Dataset records:
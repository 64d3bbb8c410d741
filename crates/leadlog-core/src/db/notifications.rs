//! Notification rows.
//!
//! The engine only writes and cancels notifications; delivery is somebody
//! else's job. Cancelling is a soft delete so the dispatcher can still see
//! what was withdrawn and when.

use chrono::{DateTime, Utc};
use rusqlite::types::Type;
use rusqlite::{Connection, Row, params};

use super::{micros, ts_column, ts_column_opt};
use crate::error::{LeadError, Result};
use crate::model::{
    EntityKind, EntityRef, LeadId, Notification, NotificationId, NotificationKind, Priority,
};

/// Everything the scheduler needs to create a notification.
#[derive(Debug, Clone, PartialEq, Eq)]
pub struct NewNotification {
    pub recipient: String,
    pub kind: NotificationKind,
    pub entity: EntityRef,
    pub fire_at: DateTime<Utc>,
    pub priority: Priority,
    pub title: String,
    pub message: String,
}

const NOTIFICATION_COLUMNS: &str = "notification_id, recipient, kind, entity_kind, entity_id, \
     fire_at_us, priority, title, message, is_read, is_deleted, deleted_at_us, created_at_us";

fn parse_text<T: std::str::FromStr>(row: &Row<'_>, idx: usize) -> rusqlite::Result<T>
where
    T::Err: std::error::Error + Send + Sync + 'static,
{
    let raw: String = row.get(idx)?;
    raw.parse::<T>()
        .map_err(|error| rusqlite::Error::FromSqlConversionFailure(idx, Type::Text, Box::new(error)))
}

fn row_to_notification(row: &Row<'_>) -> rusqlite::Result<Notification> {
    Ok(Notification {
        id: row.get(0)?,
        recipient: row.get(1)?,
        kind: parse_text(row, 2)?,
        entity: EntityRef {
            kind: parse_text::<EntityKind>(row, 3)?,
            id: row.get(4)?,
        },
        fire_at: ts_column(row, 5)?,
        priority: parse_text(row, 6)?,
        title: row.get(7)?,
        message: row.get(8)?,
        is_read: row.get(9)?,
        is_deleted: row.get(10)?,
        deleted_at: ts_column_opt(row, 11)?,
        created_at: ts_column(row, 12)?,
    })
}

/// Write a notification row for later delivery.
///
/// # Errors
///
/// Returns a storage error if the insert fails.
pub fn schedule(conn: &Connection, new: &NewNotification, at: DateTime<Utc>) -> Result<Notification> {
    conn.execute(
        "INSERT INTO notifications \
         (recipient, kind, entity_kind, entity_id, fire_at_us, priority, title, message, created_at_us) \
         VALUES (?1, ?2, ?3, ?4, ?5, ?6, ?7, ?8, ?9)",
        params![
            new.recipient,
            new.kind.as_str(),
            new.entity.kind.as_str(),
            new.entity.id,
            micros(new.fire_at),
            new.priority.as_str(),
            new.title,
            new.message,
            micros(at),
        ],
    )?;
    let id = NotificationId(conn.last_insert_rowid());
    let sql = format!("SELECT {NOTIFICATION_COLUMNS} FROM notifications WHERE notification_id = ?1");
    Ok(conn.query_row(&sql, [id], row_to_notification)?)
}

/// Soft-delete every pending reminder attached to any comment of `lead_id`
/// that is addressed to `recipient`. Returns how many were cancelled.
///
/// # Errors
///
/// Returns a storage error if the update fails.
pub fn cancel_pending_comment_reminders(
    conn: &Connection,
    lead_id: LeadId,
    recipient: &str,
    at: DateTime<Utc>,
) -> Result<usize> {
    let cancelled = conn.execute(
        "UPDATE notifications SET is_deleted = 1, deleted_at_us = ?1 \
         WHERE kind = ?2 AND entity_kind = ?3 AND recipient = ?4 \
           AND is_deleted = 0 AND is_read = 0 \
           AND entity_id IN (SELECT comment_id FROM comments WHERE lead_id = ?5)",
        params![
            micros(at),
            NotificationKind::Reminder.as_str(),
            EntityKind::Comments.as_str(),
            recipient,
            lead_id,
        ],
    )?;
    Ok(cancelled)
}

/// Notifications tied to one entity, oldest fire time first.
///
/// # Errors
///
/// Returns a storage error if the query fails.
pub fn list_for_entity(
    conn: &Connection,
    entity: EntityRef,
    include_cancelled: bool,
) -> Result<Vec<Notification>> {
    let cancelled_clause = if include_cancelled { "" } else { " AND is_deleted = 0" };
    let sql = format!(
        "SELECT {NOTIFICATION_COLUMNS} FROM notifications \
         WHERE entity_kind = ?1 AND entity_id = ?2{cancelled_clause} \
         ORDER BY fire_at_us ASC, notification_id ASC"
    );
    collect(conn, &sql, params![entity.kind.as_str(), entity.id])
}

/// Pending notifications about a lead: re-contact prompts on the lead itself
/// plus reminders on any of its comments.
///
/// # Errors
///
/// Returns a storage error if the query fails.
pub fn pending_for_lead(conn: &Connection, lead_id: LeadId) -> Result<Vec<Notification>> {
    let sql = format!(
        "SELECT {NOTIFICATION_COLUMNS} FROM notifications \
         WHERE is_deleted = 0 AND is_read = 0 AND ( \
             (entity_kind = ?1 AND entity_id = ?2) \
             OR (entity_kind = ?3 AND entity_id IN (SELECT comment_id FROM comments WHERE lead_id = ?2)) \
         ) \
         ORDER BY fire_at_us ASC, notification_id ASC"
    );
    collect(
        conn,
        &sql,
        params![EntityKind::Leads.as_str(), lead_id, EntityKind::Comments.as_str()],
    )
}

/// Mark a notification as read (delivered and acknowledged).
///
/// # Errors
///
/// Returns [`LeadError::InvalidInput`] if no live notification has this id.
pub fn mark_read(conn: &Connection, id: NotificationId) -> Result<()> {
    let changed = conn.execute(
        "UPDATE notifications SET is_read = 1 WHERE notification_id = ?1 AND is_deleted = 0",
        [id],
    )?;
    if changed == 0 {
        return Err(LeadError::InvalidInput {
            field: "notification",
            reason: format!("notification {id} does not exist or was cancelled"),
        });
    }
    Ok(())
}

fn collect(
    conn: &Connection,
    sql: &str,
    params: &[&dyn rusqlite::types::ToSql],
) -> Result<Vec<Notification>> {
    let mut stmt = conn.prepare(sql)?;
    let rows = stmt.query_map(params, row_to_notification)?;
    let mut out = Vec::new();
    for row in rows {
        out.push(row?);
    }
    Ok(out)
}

• _What you have to do_
No line may be left out; the records are to be transcribed in full.

• _Output_
repository 64d3bbb8c410d741
filename crates/leadlog-core/src/db/notifications.rs
//! Notification rows.
//!
//! The engine only writes and cancels notifications; delivery is somebody
//! else's job. Cancelling is a soft delete so the dispatcher can still see
//! what was withdrawn and when.

use chrono::{DateTime, Utc};
use rusqlite::types::Type;
use rusqlite::{Connection, Row, params};

use super::{micros, ts_column, ts_column_opt};
use crate::error::{LeadError, Result};
use crate::model::{
    EntityKind, EntityRef, LeadId, Notification, NotificationId, NotificationKind, Priority,
};

/// Everything the scheduler needs to create a notification.
#[derive(Debug, Clone, PartialEq, Eq)]
pub struct NewNotification {
    pub recipient: String,
    pub kind: NotificationKind,
    pub entity: EntityRef,
    pub fire_at: DateTime<Utc>,
    pub priority: Priority,
    pub title: String,
    pub message: String,
}

const NOTIFICATION_COLUMNS: &str = "notification_id, recipient, kind, entity_kind, entity_id, \
     fire_at_us, priority, title, message, is_read, is_deleted, deleted_at_us, created_at_us";

fn parse_text<T: std::str::FromStr>(row: &Row<'_>, idx: usize) -> rusqlite::Result<T>
where
    T::Err: std::error::Error + Send + Sync + 'static,
{
    let raw: String = row.get(idx)?;
    raw.parse::<T>()
        .map_err(|error| rusqlite::Error::FromSqlConversionFailure(idx, Type::Text, Box::new(error)))
}

fn row_to_notification(row: &Row<'_>) -> rusqlite::Result<Notification> {
    Ok(Notification {
        id: row.get(0)?,
        recipient: row.get(1)?,
        kind: parse_text(row, 2)?,
        entity: EntityRef {
            kind: parse_text::<EntityKind>(row, 3)?,
            id: row.get(4)?,
        },
        fire_at: ts_column(row, 5)?,
        priority: parse_text(row, 6)?,
        title: row.get(7)?,
        message: row.get(8)?,
        is_read: row.get(9)?,
        is_deleted: row.get(10)?,
        deleted_at: ts_column_opt(row, 11)?,
        created_at: ts_column(row, 12)?,
    })
}

/// Write a notification row for later delivery.
///
/// # Errors
///
/// Returns a storage error if the insert fails.
pub fn schedule(conn: &Connection, new: &NewNotification, at: DateTime<Utc>) -> Result<Notification> {
    conn.execute(
        "INSERT INTO notifications \
         (recipient, kind, entity_kind, entity_id, fire_at_us, priority, title, message, created_at_us) \
         VALUES (?1, ?2, ?3, ?4, ?5, ?6, ?7, ?8, ?9)",
        params![
            new.recipient,
            new.kind.as_str(),
            new.entity.kind.as_str(),
            new.entity.id,
            micros(new.fire_at),
            new.priority.as_str(),
            new.title,
            new.message,
            micros(at),
        ],
    )?;
    let id = NotificationId(conn.last_insert_rowid());
    let sql = format!("SELECT {NOTIFICATION_COLUMNS} FROM notifications WHERE notification_id = ?1");
    Ok(conn.query_row(&sql, [id], row_to_notification)?)
}

/// Soft-delete every pending reminder attached to any comment of `lead_id`
/// that is addressed to `recipient`. Returns how many were cancelled.
///
/// # Errors
///
/// Returns a storage error if the update fails.
pub fn cancel_pending_comment_reminders(
    conn: &Connection,
    lead_id: LeadId,
    recipient: &str,
    at: DateTime<Utc>,
) -> Result<usize> {
    let cancelled = conn.execute(
        "UPDATE notifications SET is_deleted = 1, deleted_at_us = ?1 \
         WHERE kind = ?2 AND entity_kind = ?3 AND recipient = ?4 \
           AND is_deleted = 0 AND is_read = 0 \
           AND entity_id IN (SELECT comment_id FROM comments WHERE lead_id = ?5)",
        params![
            micros(at),
            NotificationKind::Reminder.as_str(),
            EntityKind::Comments.as_str(),
            recipient,
            lead_id,
        ],
    )?;
    Ok(cancelled)
}

/// Notifications tied to one entity, oldest fire time first.
///
/// # Errors
///
/// Returns a storage error if the query fails.
pub fn list_for_entity(
    conn: &Connection,
    entity: EntityRef,
    include_cancelled: bool,
) -> Result<Vec<Notification>> {
    let cancelled_clause = if include_cancelled { "" } else { " AND is_deleted = 0" };
    let sql = format!(
        "SELECT {NOTIFICATION_COLUMNS} FROM notifications \
         WHERE entity_kind = ?1 AND entity_id = ?2{cancelled_clause} \
         ORDER BY fire_at_us ASC, notification_id ASC"
    );
    collect(conn, &sql, params![entity.kind.as_str(), entity.id])
}

/// Pending notifications about a lead: re-contact prompts on the lead itself
/// plus reminders on any of its comments.
///
/// # Errors
///
/// Returns a storage error if the query fails.
pub fn pending_for_lead(conn: &Connection, lead_id: LeadId) -> Result<Vec<Notification>> {
    let sql = format!(
        "SELECT {NOTIFICATION_COLUMNS} FROM notifications \
         WHERE is_deleted = 0 AND is_read = 0 AND ( \
             (entity_kind = ?1 AND entity_id = ?2) \
             OR (entity_kind = ?3 AND entity_id IN (SELECT comment_id FROM comments WHERE lead_id = ?2)) \
         ) \
         ORDER BY fire_at_us ASC, notification_id ASC"
    );
    collect(
        conn,
        &sql,
        params![EntityKind::Leads.as_str(), lead_id, EntityKind::Comments.as_str()],
    )
}

/// Mark a notification as read (delivered and acknowledged).
///
/// # Errors
///
/// Returns [`LeadError::InvalidInput`] if no live notification has this id.
pub fn mark_read(conn: &Connection, id: NotificationId) -> Result<()> {
    let changed = conn.execute(
        "UPDATE notifications SET is_read = 1 WHERE notification_id = ?1 AND is_deleted = 0",
        [id],
    )?;
    if changed == 0 {
        return Err(LeadError::InvalidInput {
            field: "notification",
            reason: format!("notification {id} does not exist or was cancelled"),
        });
    }
    Ok(())
}

fn collect(
    conn: &Connection,
    sql: &str,
    params: &[&dyn rusqlite::types::ToSql],
) -> Result<Vec<Notification>> {
    let mut stmt = conn.prepare(sql)?;
    let rows = stmt.query_map(params, row_to_notification)?;
    let mut out = Vec::new();
    for row in rows {
        out.push(row?);
    }
    Ok(out)
}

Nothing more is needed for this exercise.